Te’o said Tuiasosopo broke the news to him about the prank in a direct message on Twitter on Jan. 16.
An excerpt of the message said, “It’s the 16th. I wanted to tell you everything today. I will not say anything to anyone else before I tell you everything. I would and will never say anything bad about you or your family. I completely accept the consequences to the pain I’ve caused and it’s important that you know the entire truth before anyone else.”
Te’o has struggled with becoming a national punching bag and the butt of many jokes.
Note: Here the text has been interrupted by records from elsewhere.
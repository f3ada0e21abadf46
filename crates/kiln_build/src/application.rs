//! Application image builds.

use crate::builder::forward_builder;
use crate::collab::{SourceContainers, Toolchain};
use crate::engine::{anchor_options, anchored, ArtifactBuild, LinkRoots};
use kiln_config::{ArtifactKind, BuildOptions, ResolvedArtifact};
use std::ops::{Deref, DerefMut};
use std::path::{Path, PathBuf};

/// Builds an application image from its target files.
///
/// The last target is the main target; its definitions are the link roots.
#[derive(Debug)]
pub struct ApplicationBuild {
    engine: ArtifactBuild,
    targets: Vec<PathBuf>,
}

impl ApplicationBuild {
    /// Creates an application build.
    pub fn new(
        name: impl Into<String>,
        targets: Vec<PathBuf>,
        options: BuildOptions,
        toolchain: Toolchain,
    ) -> Self {
        let main = targets.last().cloned().unwrap_or_default();
        let containers = SourceContainers {
            file_specs: targets.clone(),
            ..SourceContainers::default()
        };
        let engine = ArtifactBuild::new(
            name,
            ArtifactKind::Application,
            containers,
            LinkRoots::MainTarget(main),
            options,
            toolchain,
        );
        Self { engine, targets }
    }

    /// Creates an application build from a resolved `kiln.toml` artifact,
    /// anchoring relative paths at `base`.
    pub fn from_resolved(artifact: &ResolvedArtifact, base: &Path, toolchain: Toolchain) -> Self {
        let targets = artifact
            .targets
            .iter()
            .map(|t| anchored(base, t))
            .collect();
        let mut options = artifact.options.clone();
        anchor_options(base, &mut options);
        let mut build = Self::new(artifact.name.clone(), targets, options, toolchain);
        build.engine.configure_from(artifact, base);
        build
    }

    /// The target files, main target last.
    pub fn targets(&self) -> &[PathBuf] {
        &self.targets
    }

    /// The main target.
    pub fn main_target(&self) -> Option<&Path> {
        self.targets.last().map(PathBuf::as_path)
    }

    fn engine(&self) -> &ArtifactBuild {
        &self.engine
    }

    fn engine_mut(&mut self) -> &mut ArtifactBuild {
        &mut self.engine
    }
}

impl Deref for ApplicationBuild {
    type Target = ArtifactBuild;

    fn deref(&self) -> &ArtifactBuild {
        &self.engine
    }
}

impl DerefMut for ApplicationBuild {
    fn deref_mut(&mut self) -> &mut ArtifactBuild {
        &mut self.engine
    }
}

forward_builder!(ApplicationBuild);
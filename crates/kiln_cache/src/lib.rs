//! Translation cache and dependency-library cache for incremental builds.
//!
//! The [`TranslationCache`] lets unrelated artifact builds reuse previously
//! compiled source units and tracks symbol-level dependents so entries can be
//! evicted without stranding units that are still referenced. The
//! [`LibraryCache`] keeps loaded dependency libraries and the single-owner
//! [`CompilerContext`] slot. [`persist`] provides the versioned blob format
//! used for on-disk incremental-cache files.

#![warn(missing_docs)]

pub mod consistency;
pub mod deps;
pub mod error;
pub mod hasher;
pub mod library;
pub mod persist;
pub mod shared;
pub mod source;
pub mod translation;
pub mod unit;

pub use consistency::ConsistencyKey;
pub use deps::DependentIndex;
pub use error::CacheError;
pub use hasher::{file_modified_millis, ChangeSet, SourceHasher};
pub use library::{
    CompilerContext, LibraryCache, ResolvedLibraries, ResolvedLibrary, SharedLibraryCache,
};
pub use persist::{decode_blob, encode_blob, BlobHeader};
pub use shared::{CacheGuard, CacheLease, PrunePolicy, SharedTranslationCache};
pub use source::{ContainerKind, SourceRecord};
pub use translation::TranslationCache;
pub use unit::{Relation, TranslationUnit};
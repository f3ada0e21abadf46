//! Parsing and validation of `kiln.toml` project configuration files.
//!
//! This crate reads the project configuration file and produces a strongly-typed
//! [`ProjectConfig`]. Compiler and link options are kept as typed
//! [`BuildOptions`], and per-artifact override tables are deep-merged over the
//! project-level options by [`resolve_artifact`].

#![warn(missing_docs)]

pub mod error;
pub mod loader;
pub mod merge;
pub mod options;
pub mod resolve;
pub mod types;

pub use error::ConfigError;
pub use loader::{load_config, load_config_from_str, CONFIG_FILE_NAME};
pub use merge::merge_tables;
pub use options::{BuildOptions, CompilerOptions, LinkOptions};
pub use resolve::{resolve_artifact, ResolvedArtifact};
pub use types::*;
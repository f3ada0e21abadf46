//! Diagnostic creation, severity management, and terminal rendering.
//!
//! This crate provides structured [`Diagnostic`] messages with a severity,
//! a code, an optional source [`Location`], and the identity and phase of the
//! artifact build that produced them. Diagnostics are dispatched through the
//! [`Logger`] capability; the thread-safe [`DiagnosticSink`] is the standard
//! implementation and [`TerminalRenderer`] formats them for humans.

#![warn(missing_docs)]

pub mod code;
pub mod diagnostic;
pub mod location;
pub mod logger;
pub mod renderer;
pub mod severity;
pub mod sink;

pub use code::{Category, DiagnosticCode};
pub use diagnostic::Diagnostic;
pub use location::Location;
pub use logger::{Logger, NullLogger};
pub use renderer::{DiagnosticRenderer, TerminalRenderer};
pub use severity::Severity;
pub use sink::DiagnosticSink;
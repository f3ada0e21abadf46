//! Diagnostic rendering for human-readable output.

use crate::diagnostic::Diagnostic;

/// Trait for rendering diagnostics into formatted output strings.
pub trait DiagnosticRenderer {
    /// Renders a single diagnostic into a formatted string.
    fn render(&self, diag: &Diagnostic) -> String;
}

/// Renders diagnostics in a rustc-style terminal format.
///
/// Produces output like:
/// ```text
/// error[C101]: type was not found: Widget
///   --> src/Main.as:10:5
///    = artifact: app (compiling)
///    = note: ...
/// ```
pub struct TerminalRenderer {
    /// Whether to use ANSI color codes for the severity header.
    pub color: bool,
}

impl TerminalRenderer {
    /// Creates a new terminal renderer.
    pub fn new(color: bool) -> Self {
        Self { color }
    }

    fn header(&self, diag: &Diagnostic) -> String {
        let label = format!("{}[{}]", diag.severity, diag.code);
        if !self.color {
            return label;
        }
        let color = match diag.severity {
            crate::Severity::Error => "31",
            crate::Severity::Warning => "33",
            crate::Severity::Info => "36",
        };
        format!("\x1b[1;{color}m{label}\x1b[0m")
    }
}

impl DiagnosticRenderer for TerminalRenderer {
    fn render(&self, diag: &Diagnostic) -> String {
        let mut out = String::new();

        out.push_str(&format!("{}: {}\n", self.header(diag), diag.message));

        if let Some(location) = &diag.location {
            out.push_str(&format!("  --> {location}\n"));
        }

        match (&diag.artifact, &diag.phase) {
            (Some(artifact), Some(phase)) => {
                out.push_str(&format!("   = artifact: {artifact} ({phase})\n"));
            }
            (Some(artifact), None) => out.push_str(&format!("   = artifact: {artifact}\n")),
            _ => {}
        }

        for note in &diag.notes {
            out.push_str(&format!("   = note: {note}\n"));
        }

        out
    }
}
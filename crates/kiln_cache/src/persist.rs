//! Versioned binary blobs for incremental-cache files.
//!
//! A blob is a 4-byte little-endian header length, a bincode-encoded
//! [`BlobHeader`], then the bincode-encoded payload. The header carries magic
//! bytes, the format version, the toolchain version that wrote the blob and a
//! checksum of the payload. Blobs are only readable by the toolchain version
//! that wrote them.

use std::io::{Read, Write};

use kiln_common::ContentHash;
use serde::de::DeserializeOwned;
use serde::{Deserialize, Serialize};

use crate::error::CacheError;

/// Magic bytes identifying a kiln cache blob.
const BLOB_MAGIC: [u8; 4] = *b"KILN";

/// Current blob format version. Increment on breaking changes to the header
/// or payload layout.
const BLOB_FORMAT_VERSION: u32 = 2;

/// Header prepended to every blob for validation.
#[derive(Debug, Clone, Serialize, Deserialize)]
pub struct BlobHeader {
    /// Magic bytes: must be `b"KILN"`.
    pub magic: [u8; 4],
    /// Blob format version.
    pub format_version: u32,
    /// Toolchain version that produced this blob.
    pub toolchain_version: String,
    /// Content hash of the payload.
    pub checksum: ContentHash,
}

fn serialization(e: impl std::fmt::Display) -> CacheError {
    CacheError::Serialization {
        reason: e.to_string(),
    }
}

/// Serializes `value` into `writer` as a blob. Returns the bytes written.
pub fn encode_blob<T: Serialize>(
    value: &T,
    toolchain_version: &str,
    writer: &mut dyn Write,
) -> Result<u64, CacheError> {
    let payload =
        bincode::serde::encode_to_vec(value, bincode::config::standard()).map_err(serialization)?;

    let header = BlobHeader {
        magic: BLOB_MAGIC,
        format_version: BLOB_FORMAT_VERSION,
        toolchain_version: toolchain_version.to_string(),
        checksum: ContentHash::from_bytes(&payload),
    };
    let header_bytes =
        bincode::serde::encode_to_vec(&header, bincode::config::standard()).map_err(serialization)?;
    let header_len = u32::try_from(header_bytes.len()).map_err(serialization)?;

    writer.write_all(&header_len.to_le_bytes())?;
    writer.write_all(&header_bytes)?;
    writer.write_all(&payload)?;
    writer.flush()?;

    Ok((4 + header_bytes.len() + payload.len()) as u64)
}

/// Reads and validates a blob from `reader`, returning its payload.
pub fn decode_blob<T: DeserializeOwned>(
    reader: &mut dyn Read,
    toolchain_version: &str,
) -> Result<T, CacheError> {
    let mut raw = Vec::new();
    reader.read_to_end(&mut raw)?;

    if raw.len() < 4 {
        return Err(CacheError::InvalidHeader {
            reason: "blob is shorter than its length prefix".to_string(),
        });
    }
    let mut len_bytes = [0u8; 4];
    len_bytes.copy_from_slice(&raw[..4]);
    let header_len = u32::from_le_bytes(len_bytes) as usize;
    if raw.len() < 4 + header_len {
        return Err(CacheError::InvalidHeader {
            reason: "truncated header".to_string(),
        });
    }

    let (header, _): (BlobHeader, usize) =
        bincode::serde::decode_from_slice(&raw[4..4 + header_len], bincode::config::standard())
            .map_err(|e| CacheError::InvalidHeader {
                reason: e.to_string(),
            })?;

    if header.magic != BLOB_MAGIC {
        return Err(CacheError::InvalidHeader {
            reason: "missing magic bytes".to_string(),
        });
    }
    if header.format_version != BLOB_FORMAT_VERSION {
        return Err(CacheError::VersionMismatch {
            expected: BLOB_FORMAT_VERSION,
            actual: header.format_version,
        });
    }
    if header.toolchain_version != toolchain_version {
        return Err(CacheError::ToolchainMismatch {
            expected: toolchain_version.to_string(),
            actual: header.toolchain_version,
        });
    }

    let payload = &raw[4 + header_len..];
    let actual = ContentHash::from_bytes(payload);
    if actual != header.checksum {
        return Err(CacheError::ChecksumMismatch {
            expected: header.checksum.to_string(),
            actual: actual.to_string(),
        });
    }

    let (value, _) = bincode::serde::decode_from_slice(payload, bincode::config::standard())
        .map_err(serialization)?;
    Ok(value)
}

#[cfg(test)]
mod tests {
    use super::*;
    use std::collections::BTreeMap;

    #[derive(Debug, PartialEq, Serialize, Deserialize)]
    struct State {
        fingerprint: u64,
        files: BTreeMap<String, u64>,
    }

    fn sample() -> State {
        State {
            fingerprint: 0xfeed,
            files: [("a.lib".to_string(), 3)].into_iter().collect(),
        }
    }

    fn encoded() -> Vec<u8> {
        let mut buf = Vec::new();
        let written = encode_blob(&sample(), "0.1.0", &mut buf).unwrap();
        assert_eq!(written as usize, buf.len());
        buf
    }

    #[test]
    fn decode_what_was_encoded() {
        let buf = encoded();
        let state: State = decode_blob(&mut buf.as_slice(), "0.1.0").unwrap();
        assert_eq!(state, sample());
    }

    #[test]
    fn other_toolchain_rejected() {
        let buf = encoded();
        let err = decode_blob::<State>(&mut buf.as_slice(), "0.2.0").unwrap_err();
        assert!(matches!(err, CacheError::ToolchainMismatch { .. }));
    }

    #[test]
    fn corrupted_payload_rejected() {
        let mut buf = encoded();
        let last = buf.len() - 1;
        buf[last] ^= 0xff;
        let err = decode_blob::<State>(&mut buf.as_slice(), "0.1.0").unwrap_err();
        assert!(matches!(err, CacheError::ChecksumMismatch { .. }));
    }

    #[test]
    fn short_input_rejected() {
        let err = decode_blob::<State>(&mut [1u8, 2].as_slice(), "0.1.0").unwrap_err();
        assert!(matches!(err, CacheError::InvalidHeader { .. }));
    }

    #[test]
    fn truncated_header_rejected() {
        let buf = encoded();
        let err = decode_blob::<State>(&mut &buf[..6], "0.1.0").unwrap_err();
        assert!(matches!(err, CacheError::InvalidHeader { .. }));
    }

    #[test]
    fn wrong_magic_rejected() {
        let mut buf = encoded();
        // The header's first field is the magic array, right after the length prefix.
        buf[4] = b'X';
        let err = decode_blob::<State>(&mut buf.as_slice(), "0.1.0").unwrap_err();
        assert!(matches!(err, CacheError::InvalidHeader { .. }));
    }
}
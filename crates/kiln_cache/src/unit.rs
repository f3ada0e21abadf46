//! Compiled translation units and the relations they record.

use kiln_common::QName;
use serde::{Deserialize, Serialize};
use std::collections::{BTreeMap, BTreeSet};
use std::fmt;

/// The kind of reference a translation unit makes to a qualified name.
#[derive(Debug, Clone, Copy, PartialEq, Eq, Hash, PartialOrd, Ord, Serialize, Deserialize)]
pub enum Relation {
    /// Base types and implemented interfaces.
    Inheritance,
    /// Namespaces opened or used.
    Namespace,
    /// Names referenced in executable code.
    Expression,
    /// Names referenced only as a static type.
    Type,
}

impl Relation {
    /// All relation kinds, in a fixed order.
    pub const ALL: [Relation; 4] = [
        Relation::Inheritance,
        Relation::Namespace,
        Relation::Expression,
        Relation::Type,
    ];
}

impl fmt::Display for Relation {
    fn fmt(&self, f: &mut fmt::Formatter<'_>) -> fmt::Result {
        let name = match self {
            Relation::Inheritance => "inheritance",
            Relation::Namespace => "namespace",
            Relation::Expression => "expression",
            Relation::Type => "type",
        };
        f.write_str(name)
    }
}

/// The compiled representation of one source record.
///
/// A unit without type info is a placeholder: the compiler produced enough to
/// know its definitions but never fully resolved it. Placeholders are never
/// used to satisfy a lookup in place of a more complete cached unit.
#[derive(Debug, Clone, PartialEq, Eq, Default, Serialize, Deserialize)]
pub struct TranslationUnit {
    /// Whether the unit was fully type-resolved.
    pub has_type_info: bool,
    /// Names referenced as base types or interfaces.
    pub inheritance: BTreeSet<QName>,
    /// Namespaces referenced.
    pub namespaces: BTreeSet<QName>,
    /// Names referenced in executable code.
    pub expressions: BTreeSet<QName>,
    /// Names referenced only as static types.
    pub types: BTreeSet<QName>,
    /// Definitions introduced by this unit.
    pub top_level_definitions: BTreeSet<QName>,
    /// Checksum of the public signature of this unit's definitions.
    pub signature_checksum: Option<u64>,
    /// Signatures of the library definitions this unit referenced when it
    /// was compiled.
    pub library_signatures: BTreeMap<QName, u64>,
    /// Opaque compiled code handed to the linker.
    pub code: Vec<u8>,
    total_dependent_count: usize,
}

impl TranslationUnit {
    /// Creates a fully resolved unit introducing `definitions`.
    pub fn new(definitions: impl IntoIterator<Item = QName>) -> Self {
        Self {
            has_type_info: true,
            top_level_definitions: definitions.into_iter().collect(),
            ..Self::default()
        }
    }

    /// Creates a placeholder unit introducing `definitions`.
    pub fn placeholder(definitions: impl IntoIterator<Item = QName>) -> Self {
        Self {
            has_type_info: false,
            ..Self::new(definitions)
        }
    }

    /// Adds a reference of the given kind.
    pub fn with_reference(mut self, relation: Relation, name: QName) -> Self {
        self.relation_mut(relation).insert(name);
        self
    }

    /// Sets the compiled code.
    pub fn with_code(mut self, code: impl Into<Vec<u8>>) -> Self {
        self.code = code.into();
        self
    }

    /// Records the signature of every referenced name `signature` resolves.
    ///
    /// Replaces any signatures recorded earlier.
    pub fn record_library_signatures(&mut self, signature: impl Fn(&QName) -> Option<u64>) {
        let recorded: BTreeMap<QName, u64> = self
            .references()
            .filter_map(|name| signature(name).map(|sig| (name.clone(), sig)))
            .collect();
        self.library_signatures = recorded;
    }

    /// Returns the set of names referenced by `relation`.
    pub fn relation(&self, relation: Relation) -> &BTreeSet<QName> {
        match relation {
            Relation::Inheritance => &self.inheritance,
            Relation::Namespace => &self.namespaces,
            Relation::Expression => &self.expressions,
            Relation::Type => &self.types,
        }
    }

    /// Returns the mutable set of names referenced by `relation`.
    pub fn relation_mut(&mut self, relation: Relation) -> &mut BTreeSet<QName> {
        match relation {
            Relation::Inheritance => &mut self.inheritance,
            Relation::Namespace => &mut self.namespaces,
            Relation::Expression => &mut self.expressions,
            Relation::Type => &mut self.types,
        }
    }

    /// Iterates every referenced name across all four relations.
    ///
    /// A name referenced by several relations is yielded once per relation.
    pub fn references(&self) -> impl Iterator<Item = &QName> {
        Relation::ALL
            .into_iter()
            .flat_map(move |relation| self.relation(relation).iter())
    }

    /// Returns `true` if this unit references any of `names`.
    pub fn references_any(&self, names: &BTreeSet<QName>) -> bool {
        self.references().any(|name| names.contains(name))
    }

    /// Number of definitions in the transitive dependent set of this unit,
    /// as of the last recomputation by the owning cache.
    pub fn total_dependent_count(&self) -> usize {
        self.total_dependent_count
    }

    pub(crate) fn set_total_dependent_count(&mut self, count: usize) {
        self.total_dependent_count = count;
    }
}

#[cfg(test)]
mod tests {
    use super::*;

    fn q(s: &str) -> QName {
        s.parse().unwrap()
    }

    #[test]
    fn references_cover_all_relations() {
        let unit = TranslationUnit::new([q("app:Main")])
            .with_reference(Relation::Inheritance, q("ui:Base"))
            .with_reference(Relation::Namespace, q("ui"))
            .with_reference(Relation::Expression, q("util:log"))
            .with_reference(Relation::Type, q("ui:Event"));
        let refs: Vec<String> = unit.references().map(|n| n.to_string()).collect();
        assert_eq!(refs, vec!["ui:Base", "ui", "util:log", "ui:Event"]);
    }

    #[test]
    fn references_any_matches() {
        let unit = TranslationUnit::new([q("B")]).with_reference(Relation::Type, q("A"));
        let names: BTreeSet<QName> = [q("A")].into_iter().collect();
        assert!(unit.references_any(&names));
        let others: BTreeSet<QName> = [q("C")].into_iter().collect();
        assert!(!unit.references_any(&others));
    }

    #[test]
    fn placeholder_has_no_type_info() {
        let unit = TranslationUnit::placeholder([q("A")]);
        assert!(!unit.has_type_info);
        assert!(unit.top_level_definitions.contains(&q("A")));
        assert!(TranslationUnit::new([q("A")]).has_type_info);
    }

    #[test]
    fn records_only_resolved_library_signatures() {
        let mut unit = TranslationUnit::new([q("app:Main")])
            .with_reference(Relation::Inheritance, q("ui:Button"))
            .with_reference(Relation::Type, q("app:Helper"));
        unit.record_library_signatures(|name| (name == &q("ui:Button")).then_some(7));
        assert_eq!(unit.library_signatures.len(), 1);
        assert_eq!(unit.library_signatures[&q("ui:Button")], 7);

        unit.record_library_signatures(|_| None);
        assert!(unit.library_signatures.is_empty());
    }

    #[test]
    fn relation_display() {
        assert_eq!(Relation::Inheritance.to_string(), "inheritance");
        assert_eq!(Relation::Type.to_string(), "type");
    }
}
“It’s been difficult,” he said. “Not only for myself, but to see your last name and just to see it plastered everywhere and to know that I represent so many people and that my family is experiencing the same thing. I think that’s what was the most hard for me.”
Click here for a who’s who in the complex hoax.
In terms of his prior relationship to Tuiasosopo, Te’o said that it is not true that he and Tuiasosopo were family or even family friends.
“Previous to that conversation that he and I had on Jan. 16, I had only talked to Ronaiah twice and he, from my understanding, was Lennay’s cousin,” Te’o said. “The only time I would talk to Ronaiah was when I couldn’t find Lennay.”
Te’o said his greatest regret is lying to his father about meeting Lennay.
“I think the biggest lie that I’m sorry for is the lie that I told my dad,” he said. “As a child, your biggest thing is to always get the approval of your parents and for me I was so invested in Lennay and getting to know her that when dad asked me, ‘Hey, did you meet her?” I said, ‘Yeah.'”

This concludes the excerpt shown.